Bug 276690 - Compilation of a particular module never ends causing runaway builds for the port graphics/diplib on arm64 architecture
Summary: Compilation of a particular module never ends causing runaway builds for the ...
Status: New
Alias: None
Product: Base System
Classification: Unclassified
Component: misc (show other bugs)
Version: 14.0-STABLE
Hardware: arm64 Any
: --- Affects Only Me
Assignee: freebsd-toolchain (Nobody)
URL: https://pkg-status.freebsd.org/ampere...
Keywords:
Depends on:
Blocks:
 
Reported: 2024-01-28 19:36 UTC by Yuri Victorovich
Modified: 2024-02-09 18:54 UTC (History)
5 users (show)

See Also:


Attachments

Note You need to log in before you can comment on or make changes to this bug.
Description Yuri Victorovich freebsd_committer freebsd_triage 2024-01-28 19:36:40 UTC
The problem occurs consistently on both 14 and 15.

See the linked build log.

Also see the history of fallouts: https://portsfallout.com/fallout?port=graphics%2Fdiplib&maintainer=yuri%40FreeBSD.org&env=&category=&flavor=
Comment 1 Mark Millard 2024-01-28 20:00:01 UTC
(In reply to Yuri Victorovich from comment #0)

Freshports indicates:

FreeBSD:15:aarch64	3.4.1
2024-01-17 20:15 – repo build date
2024-01-18 17:00 – processed by FreshPorts
2024-01-28 19:00 – last checked by FreshPorts

as a successful build for 15.

https://portsfallout.com/fallout?port=graphics%2Fdiplib&maintainer=yuri%40FreeBSD.org&env=&category=&flavor

shows no main-arm64 failures after 2023-12-08 05:30.

It also shows just aarch64 (arm64) failures, other than one powerpc64le
failure.
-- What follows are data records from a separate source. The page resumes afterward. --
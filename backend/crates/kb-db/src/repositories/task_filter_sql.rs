//! Compiles a task scope and filter clauses into SQL conditions.
//!
//! Each [`FilterClause`] maps to exactly one condition so the stored
//! listing selects the same tasks as [`kb_core::FilterEvaluator`].

use kb_core::{FilterClause, TaskScope};

use sqlx::{QueryBuilder, Sqlite};

/// Appends ` WHERE ...` for the scope and clauses. Archived tasks are
/// always excluded. Expects the task table aliased as `t`.
pub(crate) fn push_conditions(
    builder: &mut QueryBuilder<'_, Sqlite>,
    scope: &TaskScope,
    clauses: &[FilterClause],
) {
    builder.push(" WHERE t.archived_at IS NULL");

    push_scope(builder, scope);

    for clause in clauses {
        push_clause(builder, clause);
    }
}

fn push_scope(builder: &mut QueryBuilder<'_, Sqlite>, scope: &TaskScope) {
    if let Some(project_id) = scope.project_id {
        builder
            .push(" AND t.project_id = ")
            .push_bind(project_id.to_string());
    }
    if let Some(board_id) = scope.board_id {
        builder
            .push(" AND t.board_id = ")
            .push_bind(board_id.to_string());
    }
    if let Some(column_id) = scope.column_id {
        builder
            .push(" AND t.column_id = ")
            .push_bind(column_id.to_string());
    }
    if let Some(assignee_id) = scope.assignee_id {
        builder
            .push(" AND t.assignee_id = ")
            .push_bind(assignee_id.to_string());
    }
}

fn push_clause(builder: &mut QueryBuilder<'_, Sqlite>, clause: &FilterClause) {
    match clause {
        // Needle is already ASCII-folded; lower() folds ASCII only
        FilterClause::TitleContains(needle) => {
            builder
                .push(" AND instr(lower(t.title), ")
                .push_bind(needle.clone())
                .push(") > 0");
        }
        FilterClause::PriorityIn(priorities) => {
            builder.push(" AND t.priority IN (");
            let mut list = builder.separated(", ");
            for priority in priorities {
                list.push_bind(i64::from(priority.value()));
            }
            list.push_unseparated(")");
        }
        FilterClause::DueOnOrAfter(from) => {
            builder
                .push(" AND (t.due_date IS NULL OR t.due_date >= ")
                .push_bind(from.format("%Y-%m-%d").to_string())
                .push(")");
        }
        FilterClause::DueOnOrBefore(to) => {
            builder
                .push(" AND (t.due_date IS NULL OR t.due_date <= ")
                .push_bind(to.format("%Y-%m-%d").to_string())
                .push(")");
        }
        FilterClause::HasAnyTag(tag_ids) => {
            builder.push(" AND t.id IN (SELECT tt.task_id FROM task_tags tt WHERE tt.tag_id IN (");
            let mut list = builder.separated(", ");
            for tag_id in tag_ids {
                list.push_bind(tag_id.to_string());
            }
            list.push_unseparated("))");
        }
        FilterClause::HasAllTags(tag_ids) => {
            builder.push(" AND t.id IN (SELECT tt.task_id FROM task_tags tt WHERE tt.tag_id IN (");
            let mut list = builder.separated(", ");
            for tag_id in tag_ids {
                list.push_bind(tag_id.to_string());
            }
            list.push_unseparated(") GROUP BY tt.task_id HAVING COUNT(DISTINCT tt.tag_id) = ");
            builder.push_bind(tag_ids.len() as i64).push(")");
        }
    }
}
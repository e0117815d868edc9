use crate::api::input;
use crate::{ApiError, ApiResult, AppState, BoardViewResponse};

use kb_core::{ColumnDto, TaskDto, TaskFilter, TaskScope};
use kb_db::{BoardRepository, ColumnRepository, TaskRepository};

use axum::{
    Json,
    extract::{Path, State},
};

/// GET /api/boards/by-project/{project_id}
///
/// The project's default board, falling back to its oldest board.
pub async fn get_board_for_project(
    State(state): State<AppState>,
    Path(project_id): Path<String>,
) -> ApiResult<Json<BoardViewResponse>> {
    let project_id = input::parse_id(&project_id, "project_id")?;

    let board = BoardRepository::find_default_for_project(&state.pool, project_id)
        .await?
        .ok_or_else(|| ApiError::not_found("Board for project", project_id))?;

    let columns = ColumnRepository::find_by_board(&state.pool, board.id).await?;
    let tasks = TaskRepository::find_filtered(
        &state.pool,
        &TaskScope::board(board.id),
        &TaskFilter::default(),
    )
    .await?;

    Ok(Json(BoardViewResponse {
        board: board.into(),
        columns: columns.into_iter().map(ColumnDto::from).collect(),
        tasks: tasks.into_iter().map(TaskDto::from).collect(),
    }))
}
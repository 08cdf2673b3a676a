use std::{fmt, path::Path};

use log::{debug, info};

use crate::{
    disk::{BlockDevice, MemDisk, BLOCK_SIZE, DISK_SIZE},
    fs::{
        alloc::{indexed::decode_index, read, Locator, Placement},
        config::{FsConfig, Strategy, BITMAP_BLOCK_ID, FAT_BLOCK_ID, RESERVED_BLOCKS},
        error::{FileSystemError, Result},
        fat::{FatEntry, FileTable},
        view::{BitmapView, BlockView},
    },
    utils::{printable_text, trim_trailing_non_text},
};

pub mod alloc;
pub mod config;
pub mod error;
pub mod fat;
pub mod view;

/// 磁盘使用情况
#[derive(Debug, Clone, Copy, PartialEq, Eq)]
pub struct DiskUsage {
    pub total_blocks: usize,
    pub used_blocks: usize,
    pub free_blocks: usize,
}

impl fmt::Display for DiskUsage {
    fn fmt(&self, f: &mut fmt::Formatter<'_>) -> fmt::Result {
        write!(
            f,
            "{} blocks total, {} used, {} free ({} bytes free)",
            self.total_blocks,
            self.used_blocks,
            self.free_blocks,
            self.free_blocks * BLOCK_SIZE
        )
    }
}

/// 文件系统门面：组合磁盘、分配方式和 FAT
///
/// 分配方式在构造时确定，运行期间不可更改。所有修改都经过 `&mut self`。
#[derive(Debug)]
pub struct FileSystem {
    pub disk: MemDisk,  // 模拟磁盘（含唯一的位图）
    pub fat: FileTable, // 文件分配表
    strategy: Strategy,
    placement: Placement, // 空闲块搜索顺序
}

impl FileSystem {
    pub fn new(config: FsConfig) -> Self {
        info!(
            "mounting simulated disk: {} blocks x {} bytes, {} allocation, {:?} placement",
            DISK_SIZE, BLOCK_SIZE, config.strategy, config.placement
        );
        Self {
            disk: MemDisk::new(),
            fat: FileTable::new(),
            strategy: config.strategy,
            placement: Placement::from_mode(config.placement),
        }
    }

    pub fn strategy(&self) -> Strategy {
        self.strategy
    }

    fn lookup(&self, name: &str) -> Result<&FatEntry> {
        self.fat
            .find(name)
            .ok_or_else(|| FileSystemError::NotFound(name.to_string()))
    }

    /// 写入一个文件：分配成功后才会生成 FAT 表项
    pub fn import_file(&mut self, name: &str, data: &[u8]) -> Result<Locator> {
        if self.fat.contains(name) {
            return Err(FileSystemError::AlreadyExists(name.to_string()));
        }

        let locator = self
            .strategy
            .allocate(&mut self.disk, &mut self.placement, data)?;
        self.fat.add(name, locator)?;

        info!("imported {} ({} bytes) at {}", name, data.len(), locator);
        Ok(locator)
    }

    /// 读出文件内容：逐块去掉尾部的非文本字节后拼接
    ///
    /// 对二进制文件是有损的。
    pub fn export_file(&self, name: &str) -> Result<Vec<u8>> {
        let entry = self.lookup(name)?;
        let mut data = Vec::new();
        for payload in entry.locator.payloads(&self.disk)? {
            data.extend_from_slice(trim_trailing_non_text(&payload));
        }
        debug!("exported {} ({} bytes)", name, data.len());
        Ok(data)
    }

    /// 以文本形式显示文件：每块只保留可显示字符，块之间换行
    pub fn display_file(&self, name: &str) -> Result<String> {
        let entry = self.lookup(name)?;
        let mut text = String::new();
        for payload in entry.locator.payloads(&self.disk)? {
            text.push_str(&printable_text(&payload));
            text.push('\n');
        }
        Ok(text)
    }

    pub fn delete_file(&mut self, name: &str) -> Result<()> {
        let locator = self.lookup(name)?.locator;
        locator.free(&mut self.disk)?;
        self.fat.remove(name);

        info!("deleted {} ({})", name, locator);
        Ok(())
    }

    /// 显示某个块：块 0 为 FAT，块 1 为位图，索引块显示指针列表
    pub fn describe_block(&self, block_id: usize) -> Result<BlockView> {
        if block_id >= DISK_SIZE {
            return Err(FileSystemError::OutOfRange(block_id));
        }

        match block_id {
            FAT_BLOCK_ID => Ok(BlockView::Fat(self.render_fat())),
            BITMAP_BLOCK_ID => Ok(BlockView::Bitmap(BitmapView::new(self.disk.bitmap()))),
            _ => {
                let data = read(&self.disk, block_id)?;
                if self.fat.is_index_block(block_id) {
                    Ok(BlockView::Index {
                        block: block_id,
                        pointers: decode_index(&data, block_id)?,
                    })
                } else if self.strategy == Strategy::Chained && self.disk.is_used(block_id)? {
                    Ok(BlockView::chain_link(block_id, &data))
                } else {
                    Ok(BlockView::raw(block_id, &data))
                }
            }
        }
    }

    /// 按当前分配方式渲染 FAT
    pub fn render_fat(&self) -> String {
        if self.fat.is_empty() {
            return "No files found in File Allocation Table.\n".to_string();
        }
        match self.strategy {
            Strategy::Contiguous => self.fat.render_contiguous(),
            Strategy::Chained => self.fat.render_chained(&self.disk),
            Strategy::Indexed => self.fat.render_indexed(),
        }
    }

    pub fn render_bitmap(&self) -> String {
        BitmapView::new(self.disk.bitmap()).to_string()
    }

    pub fn listing(&self) -> String {
        self.fat.render_listing(&self.disk)
    }

    pub fn usage(&self) -> DiskUsage {
        let bitmap = self.disk.bitmap();
        DiskUsage {
            total_blocks: bitmap.total_blocks(),
            used_blocks: bitmap.used_blocks(),
            free_blocks: bitmap.free_blocks(),
        }
    }

    /// 一致性检查：位图中的占用位必须恰好对应保留块和各文件占用的块，
    /// 且任意两个文件不共享块
    pub fn check(&self) -> Result<()> {
        let mut owners: Vec<Option<&str>> = vec![None; DISK_SIZE];
        for owner in owners.iter_mut().take(RESERVED_BLOCKS) {
            *owner = Some("<reserved>");
        }

        for entry in self.fat.iter() {
            for block_id in entry.locator.blocks(&self.disk)? {
                if let Some(other) = owners[block_id] {
                    return Err(FileSystemError::Corrupted(format!(
                        "block {} is shared by {} and {}",
                        block_id, other, entry.name
                    )));
                }
                owners[block_id] = Some(entry.name.as_str());
            }
        }

        let bitmap = self.disk.bitmap();
        for (block_id, owner) in owners.iter().enumerate() {
            if owner.is_some() != bitmap.is_used(block_id) {
                return Err(FileSystemError::Corrupted(format!(
                    "bitmap disagrees with the FAT at block {}",
                    block_id
                )));
            }
        }
        Ok(())
    }

    /// 从宿主机读取文件并写入模拟磁盘
    pub fn import_from_host<P: AsRef<Path>>(&mut self, host_path: P, name: &str) -> Result<Locator> {
        let data = std::fs::read(host_path.as_ref())?;
        debug!("read {} bytes from {:?}", data.len(), host_path.as_ref());
        self.import_file(name, &data)
    }

    /// 把模拟磁盘中的文件写到宿主机，返回写入的字节数
    pub fn export_to_host<P: AsRef<Path>>(&self, name: &str, host_path: P) -> Result<usize> {
        let data = self.export_file(name)?;
        std::fs::write(host_path.as_ref(), &data)?;
        debug!("wrote {} bytes to {:?}", data.len(), host_path.as_ref());
        Ok(data.len())
    }
}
So "Hardware: any any" seems misclassified?
Comment 2 Yuri Victorovich freebsd_committer freebsd_triage 2024-01-28 20:46:16 UTC
https://portsfallout.com shows that the problem existed at least from September 2023, and probably earlier.
Comment 3 Mark Millard 2024-01-28 20:56:35 UTC
(In reply to Yuri Victorovich from comment #2)

For main [so: 15] the problem last happened with:

build started at Fri Dec  8 02:53:32 UTC 2023
port directory: /usr/ports/graphics/diplib
package name: diplib-3.4.0
building for: FreeBSD main-arm64-default-job-11 15.0-CURRENT FreeBSD 15.0-CURRENT 1500005 arm64
. . .
Host OSVERSION: 1500000
Jail OSVERSION: 1500005

The first working one was with:

build started at Tue Dec 19 18:15:30 UTC 2023
port directory: /usr/ports/graphics/diplib
package name: diplib-3.4.0
building for: FreeBSD main-arm64-default-job-08 15.0-CURRENT FreeBSD 15.0-CURRENT 1500007 arm64
. . .
Host OSVERSION: 1500006
Jail OSVERSION: 1500007

After 1500005 but before 1500007 was the update to llvm17:

Bump __FreeBSD_version for llvm 17.0.6 merge
PR:		273753
MFC after:	1 month
Diffstat (limited to 'sys/sys/param.h')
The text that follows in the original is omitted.